Submessage fields are more complicated because we want to be able to inspect deep messages without causing any implicitly-created submessages to be serialized. There is also the issue of submessage ownership; languages without garbage collection like C++ often create an ownership model where submessages are owned by the parent message:

  // C++ example:
  MyMessage msg;
  msg.bar().baz();  // Returns default value; msg.bar() is const.
  msg.has_bar();    // Returns false; msg.bar will not be serialized.

  msg.mutable_bar()->set_baz(5);
  msg.has_bar()     // Returns true; msg.bar will be serialized.

  // C++ has direct ownership of submessages, so you can't assign
  // submessage instances.
  msg.set_bar(MyBarMessage());  // XXX does not exist

This ownership model doesn't fit dynamic languages so well. The mutable_ business in C++ isn't a good match for dynamic language conventions where "const" containers are generally not used.

  x = foo.bar.baz
  foo.HasField("bar")   # Returns false; we only inspected it, so it won't be serialized.

  # Python users expect to be able to say this:
  foo.bar.baz = 5
  foo.HasField("bar")   # Returns true because we set a field of the submessage.

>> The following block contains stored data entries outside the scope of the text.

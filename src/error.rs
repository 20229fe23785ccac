//! Error taxonomy for index construction and collector dispatch.
//!
//! Construction either fully succeeds or fails with a [`BuildError`].
//! Dispatch always completes structurally; per-collector problems land in
//! the pass failure log as [`FailureKind`] entries, and only strict mode
//! escalates them into a [`DispatchError`].

use std::fmt;

/// Which measure tripped the resource guard.
#[derive(Debug, Clone, Copy, PartialEq, Eq, serde::Serialize)]
pub enum SizeMeasure {
    /// Token count over the configured ceiling.
    Tokens,
    /// Raw byte size over the configured ceiling.
    Bytes,
}

impl fmt::Display for SizeMeasure {
    fn fmt(&self, f: &mut fmt::Formatter<'_>) -> fmt::Result {
        match self {
            SizeMeasure::Tokens => write!(f, "tokens"),
            SizeMeasure::Bytes => write!(f, "bytes"),
        }
    }
}

/// Fatal errors raised while building a structure index.
#[derive(Debug, Clone, PartialEq, Eq)]
pub enum BuildError {
    /// The document exceeded a size ceiling before any processing began.
    DocumentTooLarge {
        /// Measured value of the tripped measure.
        measured: usize,
        /// Configured ceiling.
        limit: usize,
        /// Which measure tripped.
        measure: SizeMeasure,
    },

    /// Structural nesting exceeded the configured depth ceiling mid-build.
    /// The partial index is discarded.
    NestingTooDeep {
        /// Depth reached when the ceiling was crossed.
        depth: usize,
        /// Configured ceiling.
        limit: usize,
        /// Token position where the ceiling was crossed.
        position: usize,
    },
}

impl fmt::Display for BuildError {
    fn fmt(&self, f: &mut fmt::Formatter<'_>) -> fmt::Result {
        match self {
            BuildError::DocumentTooLarge {
                measured,
                limit,
                measure,
            } => write!(
                f,
                "document too large: {} {} over ceiling of {}",
                measured, measure, limit
            ),
            BuildError::NestingTooDeep {
                depth,
                limit,
                position,
            } => write!(
                f,
                "nesting too deep: depth {} over ceiling of {} at token {}",
                depth, limit, position
            ),
        }
    }
}

impl std::error::Error for BuildError {}

/// Classification of one recorded collector failure.
#[derive(Debug, Clone, Copy, PartialEq, Eq, serde::Serialize)]
pub enum FailureKind {
    /// The callback missed its deadline.
    Timeout,
    /// The callback panicked.
    Panicked,
    /// The callback returned an error.
    Error,
}

impl fmt::Display for FailureKind {
    fn fmt(&self, f: &mut fmt::Formatter<'_>) -> fmt::Result {
        match self {
            FailureKind::Timeout => write!(f, "timeout"),
            FailureKind::Panicked => write!(f, "panicked"),
            FailureKind::Error => write!(f, "error"),
        }
    }
}

/// Errors raised by the dispatch engine itself (as opposed to failures of
/// individual collectors, which are logged and recovered).
#[derive(Debug, Clone, PartialEq, Eq)]
pub enum DispatchError {
    /// Dispatch was invoked while a pass was already in progress. Routing
    /// and mask state are not reentrant-safe, so this signals a caller bug.
    Reentrant,

    /// Registering a collector would require more distinct ignore-inside
    /// types than the bit table can hold.
    TooManyWatchedTypes {
        /// Capacity of the type-to-bit table.
        limit: usize,
    },

    /// Strict-mode escalation of a single collector failure.
    CollectorFailed {
        /// Registered collector identity.
        name: String,
        /// Token position being visited when the failure occurred.
        position: usize,
        /// What went wrong.
        kind: FailureKind,
    },
}

impl fmt::Display for DispatchError {
    fn fmt(&self, f: &mut fmt::Formatter<'_>) -> fmt::Result {
        match self {
            DispatchError::Reentrant => {
                write!(f, "dispatch invoked while a pass is already in progress")
            }
            DispatchError::TooManyWatchedTypes { limit } => {
                write!(f, "more than {} distinct ignore-inside types", limit)
            }
            DispatchError::CollectorFailed {
                name,
                position,
                kind,
            } => write!(
                f,
                "collector '{}' failed ({}) at token {}",
                name, kind, position
            ),
        }
    }
}

impl std::error::Error for DispatchError {}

  # It would be non-idiomatic and annoying if the design was like C++.
  # This is *not* how the Python bindings actually work.
  foo.bar.baz = 5   # Returns ERROR (hypothetically), foo.bar is immutable.
  foo.mutable_bar.baz = 5

One other thing that dynamic language users expect is that they can "reparent" messages at will.

  bar = Bar()
  msg = MyMessage()
  msg.bar = bar   # Should we allow this?

Should we allow this kind of reparenting or not? There are pros and cons. The pros are convenience and efficiency, as well as composability:

  # If I'm composing a message reparenting lets me compose the sub-parts in a more
  # functional style.
  msg.bar = MakeBar();

  # If I can't reparent, the above looks more like:
  FillInBar(msg.bar)

  # If I've obtained a Bar from some other data source, I can make it part of
  # another message without having to copy.
  msg.bar = ParseBar()

On the other hand, allowing reparenting opens some cans of worms:

  # If I can reparent, I can create cycles, which must be detected as an error
  # at serialization time (which would have a potentially significant cost).
  # It could be useful to create such cycles in some cases, but since they
  # aren't serializable it might be better to disallow them.
  msg.msg = msg

  x = msg.foo.bar  # Read only, won't serialize msg.foo.
  foo = msg.foo
  foo.bar = 5      # Write of foo, now msg.foo will be serialized, is this unexpected?

  x = msg2.foo.bar  # Read only, won't serialize msg2.foo.
  msg3.foo = msg2.foo  # Should msg3.foo be serialized, since it was explicitly assigned?

Another issue: if the implicitly-created submessage has a field set but is later cleared, should the submessage be serialized?

  msg = MyMessage()
  msg.foo.bar = 5            # The write will cause foo to be serialized.
  msg.foo.ClearField("bar")  # Now should foo be serialized?
  msg.foo.Clear()            # How about now?